Some of the increased turnout may have been suburban and rural Republicans turning out for Trump. And several mainly middle-class White areas of the city and suburbs flipped from Republican to Democratic. But a decisive part of the Democratic turnout growth seems to have been newly motivated Hispanic and young voters in the city, notably those fired up by the efforts of community groups.
An under-reported geographical trend, Fred Oaxaca observed, was the strong Democratic advance in Pima County, the state’s second largest, and its seat, Tucson, the second largest and most Democratic city. Tucson’s population, like Phoenix’s, is about 43 percent Hispanic, and many of the Hispanic community groups have branches there. “Pima saw a considerable consolidation of the vote,” he said. Biden won Pima by 18.7 percentage points, a margin of 97 thousand votes compared to Hillary Clinton’s 57 thousand vote margin in 2016.
Saddling up for the future
As it catches its breath after the electoral sprint, PAZ is beginning to think about the next ten years.

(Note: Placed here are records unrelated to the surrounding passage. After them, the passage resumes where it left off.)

impl EntityMiningWorkflow {
    /// Fetch and bind every template the configuration names.
    ///
    /// Missing templates are tolerated until their stage runs. A template
    /// using a placeholder its stage cannot fill is a configuration error.
    pub async fn new(deps: &MinerDeps, config: MinerConfig) -> Result<Self> {
        let scope = config.template_scope.as_str();
        let store = deps.templates.as_ref();

        let genre = fetch_template(store, scope, template_types::GENRE_DETERMINATION, GENRE_STAGE).await;
        let extraction =
            fetch_template(store, scope, template_types::ENTITY_EXTRACTION, EXTRACTION_STAGE).await;

        let mut profile_templates = HashMap::new();
        for spec in config.profilers.values() {
            if let Some(template) =
                fetch_template(store, scope, &spec.template_type, &spec.label).await
            {
                profile_templates.insert(spec.template_type.clone(), template);
            }
        }

        let workflow = Self {
            model: deps.model.clone(),
            sink: ProfileSink::new(deps.vectors.clone()),
            genre_prompt: StagePrompt::prepare(GENRE_STAGE, genre.as_ref())?,
            extraction_prompt: StagePrompt::prepare(EXTRACTION_STAGE, extraction.as_ref())?,
            profilers: ProfilerPrompts::prepare(&config.profilers, &profile_templates)?,
            config,
        };

        debug!(
            scope = %workflow.config.template_scope,
            genre_ready = workflow.genre_prompt.is_ready(),
            extraction_ready = workflow.extraction_prompt.is_ready(),
            profilers = profile_templates.len(),
            "Mining workflow constructed"
        );

        Ok(workflow)
    }

    pub fn config(&self) -> &MinerConfig {
        &self.config
    }

    fn context(&self) -> StageContext<'_> {
        StageContext {
            model: self.model.as_ref(),
            model_id: &self.config.model_id,
            sampling: self.config.sampling,
        }
    }

    /// Run the genre stage on its own.
    pub async fn detect_genre(&self, text: &str) -> Result<GenreResult> {
        stages::detect_genre(&self.context(), &self.genre_prompt, text).await
    }

    /// Run the extraction stage on its own.
    pub async fn extract_entities(&self, text: &str, genre: &str) -> Result<Vec<ExtractedEntity>> {
        stages::extract_entities(&self.context(), &self.extraction_prompt, text, genre).await
    }

    /// Profile one entity. `Ok(None)` for categories without a profiler.
    pub async fn profile_entity(
        &self,
        text: &str,
        genre: &str,
        entity: &ExtractedEntity,
    ) -> Result<Option<EntityProfile>> {
        stages::profile_entity(&self.context(), &self.profilers, text, genre, entity).await
    }

    /// Mine a text end to end.
    ///
    /// Fails with [`MinerError::Workflow`] when genre detection or extraction
    /// fails. Profiling failures are logged and counted in the stats.
    pub async fn mine(&self, text: &str) -> Result<MinedResult> {
        info!(text_len = text.len(), "Mining started");

        let genre = self
            .detect_genre(text)
            .await
            .and_then(|genre| {
                if genre.genre.trim().is_empty() {
                    Err(MinerError::Parse("model returned an empty genre".into()))
                } else {
                    Ok(genre)
                }
            })
            .map_err(|e| MinerError::workflow(GENRE_STAGE, e))?;
        info!(genre = %genre.genre, "Genre detected");

        let entities = self
            .extract_entities(text, &genre.genre)
            .await
            .map_err(|e| MinerError::workflow(EXTRACTION_STAGE, e))?;

        let mut stats = MiningStats {
            extracted: entities.len(),
            ..Default::default()
        };

        let (mapped, unmapped): (Vec<_>, Vec<_>) = entities
            .iter()
            .partition(|entity| self.profilers.covers(entity.category));
        for entity in &unmapped {
            warn!(
                entity = %entity.name,
                category = %entity.category,
                "No profiler configured for category, skipping"
            );
        }
        stats.skipped_unmapped = unmapped.len();

        let max_concurrent = self.config.max_concurrent_profiles.max(1);
        info!(
            extracted = stats.extracted,
            to_profile = mapped.len(),
            max_concurrent,
            "Entities extracted, profiling"
        );

        let genre_name = genre.genre.as_str();
        let futures: Vec<_> = mapped
            .into_iter()
            .map(|entity| async move {
                let result = self.profile_entity(text, genre_name, entity).await;
                (entity, result)
            })
            .collect();

        let outcomes: Vec<_> = stream::iter(futures)
            .buffer_unordered(max_concurrent)
            .collect()
            .await;

        let mut profiled_entities = Vec::with_capacity(outcomes.len());
        for (entity, outcome) in outcomes {
            match outcome {
                Ok(Some(profile)) => profiled_entities.push(profile),
                Ok(None) => stats.skipped_unmapped += 1,
                Err(e) => {
                    warn!(
                        entity = %entity.name,
                        category = %entity.category,
                        error = %e,
                        "Profiling failed, excluding entity"
                    );
                    stats.failed += 1;
                }
            }
        }
        stats.profiled = profiled_entities.len();

        info!(
            genre = %genre.genre,
            extracted = stats.extracted,
            profiled = stats.profiled,
            skipped = stats.skipped_unmapped,
            failed = stats.failed,
            "Mining complete"
        );

        Ok(MinedResult {
            genre: genre.genre,
            genre_reasoning: genre.reasoning,
            profiled_entities,
            stats,
        })
    }

    /// Save profiles into `collection`. See [`ProfileSink::save`].
    pub async fn save(
        &self,
        collection: &str,
        profiles: &[EntityProfile],
        genre: &str,
        namespace: &str,
    ) -> bool {
        self.sink.save(collection, profiles, genre, namespace).await
    }
}

#[cfg(test)]
mod tests {
    use super::*;
    use crate::testing::{fixture_deps, fixture_templates, responses, MockModel};
    use crate::types::entity::{Category, Significance};

    fn text() -> &'static str {
        "Balasar crossed the jungles of Aass-Nag with Javok on his back."
    }

    #[tokio::test]
    async fn test_genre_failure_aborts_before_extraction() {
        let model = Arc::new(MockModel::new().failing_on(template_types::GENRE_DETERMINATION));
        let deps = fixture_deps(model.clone());
        let workflow = EntityMiningWorkflow::new(&deps, MinerConfig::new("m")).await.unwrap();

        let err = workflow.mine(text()).await.unwrap_err();
        assert!(matches!(err, MinerError::Workflow { stage: GENRE_STAGE, .. }));
        assert_eq!(model.call_count(), 1);
    }

    #[tokio::test]
    async fn test_empty_genre_is_workflow_error() {
        let model = Arc::new(
            MockModel::new().with_response(template_types::GENRE_DETERMINATION, responses::genre("  ")),
        );
        let deps = fixture_deps(model);
        let workflow = EntityMiningWorkflow::new(&deps, MinerConfig::new("m")).await.unwrap();

        let err = workflow.mine(text()).await.unwrap_err();
        assert!(matches!(err, MinerError::Workflow { stage: GENRE_STAGE, .. }));
    }

    #[tokio::test]
    async fn test_extraction_parse_failure_is_workflow_error() {
        let model = Arc::new(
            MockModel::new()
                .with_response(template_types::GENRE_DETERMINATION, responses::genre("Fantasy"))
                .with_response(template_types::ENTITY_EXTRACTION, "no json here {"),
        );
        let deps = fixture_deps(model);
        let workflow = EntityMiningWorkflow::new(&deps, MinerConfig::new("m")).await.unwrap();

        let err = workflow.mine(text()).await.unwrap_err();
        match err {
            MinerError::Workflow { stage, source } => {
                assert_eq!(stage, EXTRACTION_STAGE);
                assert_eq!(source.kind(), "parse_error");
            }
            other => panic!("expected workflow error, got {other:?}"),
        }
    }

    #[tokio::test]
    async fn test_profile_failure_is_counted_not_fatal() {
        let entities = vec![
            ExtractedEntity::new("Balasar", Category::Person, Some(Significance::Major)),
            ExtractedEntity::new("Javok", Category::Object, Some(Significance::Supporting)),
        ];
        let model = Arc::new(
            MockModel::new()
                .with_response(template_types::GENRE_DETERMINATION, responses::genre("Fantasy"))
                .with_response(template_types::ENTITY_EXTRACTION, responses::entities(&entities))
                .with_response(template_types::PERSON_PROFILER, responses::person("Balasar"))
                .failing_on(template_types::OBJECT_PROFILER),
        );
        let deps = fixture_deps(model);
        let workflow = EntityMiningWorkflow::new(&deps, MinerConfig::new("m")).await.unwrap();

        let mined = workflow.mine(text()).await.unwrap();
        assert_eq!(mined.stats.extracted, 2);
        assert_eq!(mined.stats.profiled, 1);
        assert_eq!(mined.stats.failed, 1);
        assert!(mined.profile("Balasar").is_some());
    }

    #[tokio::test]
    async fn test_missing_profiler_template_fails_only_that_entity() {
        let entities = vec![
            ExtractedEntity::new("Balasar", Category::Person, Some(Significance::Major)),
            ExtractedEntity::new("Aass-Nag", Category::Location, None),
        ];
        let model = Arc::new(
            MockModel::new()
                .with_response(template_types::GENRE_DETERMINATION, responses::genre("Fantasy"))
                .with_response(template_types::ENTITY_EXTRACTION, responses::entities(&entities))
                .with_response(template_types::LOCATION_PROFILER, responses::location("Aass-Nag")),
        );
        let templates = fixture_templates();
        templates.remove(template_types::PERSON_PROFILER);
        let deps = MinerDeps::in_memory(Arc::new(templates), model);
        let workflow = EntityMiningWorkflow::new(&deps, MinerConfig::new("m")).await.unwrap();

        let mined = workflow.mine(text()).await.unwrap();
        assert_eq!(mined.stats.failed, 1);
        assert!(mined.profile("Aass-Nag").is_some());
    }

    #[tokio::test]
    async fn test_missing_genre_template_is_configuration_error() {
        let templates = fixture_templates();
        templates.remove(template_types::GENRE_DETERMINATION);
        let deps = MinerDeps::in_memory(Arc::new(templates), Arc::new(MockModel::new()));
        let workflow = EntityMiningWorkflow::new(&deps, MinerConfig::new("m")).await.unwrap();

        let err = workflow.detect_genre(text()).await.unwrap_err();
        assert_eq!(err.kind(), "configuration_error");
        assert!(err.to_string().contains("missing prompts for genre_determination"));
    }

    #[tokio::test]
    async fn test_unknown_placeholder_fails_construction() {
        let templates = fixture_templates();
        templates.insert(crate::types::template::PromptTemplate::global(
            template_types::GENRE_DETERMINATION,
            "sys",
            "{text} {chapter}",
        ));
        let deps = MinerDeps::in_memory(Arc::new(templates), Arc::new(MockModel::new()));

        let result = EntityMiningWorkflow::new(&deps, MinerConfig::new("m")).await;
        assert!(matches!(result, Err(MinerError::Configuration(_))));
    }

    #[tokio::test]
    async fn test_minor_person_gets_reduced_prompt() {
        let model = Arc::new(
            MockModel::new().with_response(template_types::PERSON_PROFILER, responses::person("Shalash")),
        );
        let deps = fixture_deps(model.clone());
        let workflow = EntityMiningWorkflow::new(&deps, MinerConfig::new("m")).await.unwrap();

        let minor = ExtractedEntity::new("Shalash", Category::Person, Some(Significance::Minor));
        workflow.profile_entity(text(), "Fantasy", &minor).await.unwrap();
        let major = ExtractedEntity::new("Shalash", Category::Person, Some(Significance::Major));
        workflow.profile_entity(text(), "Fantasy", &major).await.unwrap();

        let prompts = model.instruction_prompts();
        assert!(!prompts[0].contains("significance"));
        assert!(prompts[1].contains("a Major character"));
    }

    #[tokio::test]
    async fn test_minor_person_single_line_template_is_profiled() {
        let model = Arc::new(
            MockModel::new().with_response(template_types::PERSON_PROFILER, responses::person("Shalash")),
        );
        let templates = fixture_templates();
        templates.insert(crate::types::template::PromptTemplate::global(
            template_types::PERSON_PROFILER,
            format!("[{}] You are a literary analyst.", template_types::PERSON_PROFILER),
            "Profile {entity_name}, a {significance} character in this {genre} text: {text}",
        ));
        let deps = MinerDeps::in_memory(Arc::new(templates), model.clone());
        let workflow = EntityMiningWorkflow::new(&deps, MinerConfig::new("m")).await.unwrap();

        let minor = ExtractedEntity::new("Shalash", Category::Person, Some(Significance::Minor));
        let profile = workflow.profile_entity(text(), "Fantasy", &minor).await.unwrap();

        assert_eq!(profile.unwrap().display_name(), "Shalash");
        assert_eq!(model.call_count(), 1);
        assert!(model.instruction_prompts()[0].starts_with("Profile Shalash, a character in this Fantasy text"));
    }

    #[tokio::test]
    async fn test_templates_come_from_the_configured_scope() {
        let model = Arc::new(
            MockModel::new().with_response("[novel1-genre]", responses::genre("Space Opera")),
        );
        let templates = fixture_templates();
        templates.insert(crate::types::template::PromptTemplate::new(
            "novel1",
            template_types::GENRE_DETERMINATION,
            "[novel1-genre] You are a literary analyst.",
            "{text}",
        ));
        let deps = MinerDeps::in_memory(Arc::new(templates), model);
        let config = MinerConfig::new("m").with_template_scope("novel1");
        let workflow = EntityMiningWorkflow::new(&deps, config).await.unwrap();

        assert_eq!(workflow.config().template_scope, "novel1");
        let genre = workflow.detect_genre(text()).await.unwrap();
        assert_eq!(genre.genre, "Space Opera");
    }

    #[tokio::test]
    async fn test_sampling_and_model_id_are_forwarded() {
        let model = Arc::new(
            MockModel::new().with_response(template_types::GENRE_DETERMINATION, responses::genre("Noir")),
        );
        let deps = fixture_deps(model.clone());
        let workflow = EntityMiningWorkflow::new(&deps, MinerConfig::new("deepseek.v3-v1:0"))
            .await
            .unwrap();

        workflow.detect_genre(text()).await.unwrap();
        let request = &model.requests()[0];
        assert_eq!(request.model_id, "deepseek.v3-v1:0");
        assert_eq!(request.sampling.seed, 69420);
        assert_eq!(request.sampling.top_p, 0.9);
    }
}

At the national level, Rodriguez said, the top priority is immigration reform. “Hopefully, Biden invites us to the table and is like, how can we provide immigration reform? And how can we provide a pathway to citizenship for DACA recipients and their parents, our immigrant community.”
In South Phoenix, he said, “we’re really invested in developing affordable housing” with local partners. “We’ve done assessments here in the South Central Corridor, so we know people’s annual incomes and how much they pay for rent.” PAZ is particularly focused on providing housing for mixed-immigration status families, “where they can pay the rent, but maybe also provide some savings, so all the paycheck doesn’t just go for rent and utilities.” For PAZ, affordable housing is key to preventing gentrification due to development around the light-rail line and the proposed big box store.
During the pandemic, PAZ has helped people deal with unemployment, access emergency funds, and avoid utility shutoffs. The organizing around these issues that have been so critical in mobilizing the community, he said, will not slow down.
Away from the political hurly-burly and the sprawl, the original Arizona persists in the dry wash of the Salt River just south of downtown Phoenix. There, creosote and mesquite, ponds full of turtles, monarch butterflies and birdsong go on weaving tenacious webs of life. On Piestewa Peak, within the city limits, palos verdes still thrust taproots deep into the fractured ferruginous quartzite.
If we could do time-lapse imaging of the coming decade, odds are it would show, in the strip malls and the cul-de-sacs, rich social ferment continuing to fertilize new Arizonas on the Sonoran hardpan of the Valley of the Sun.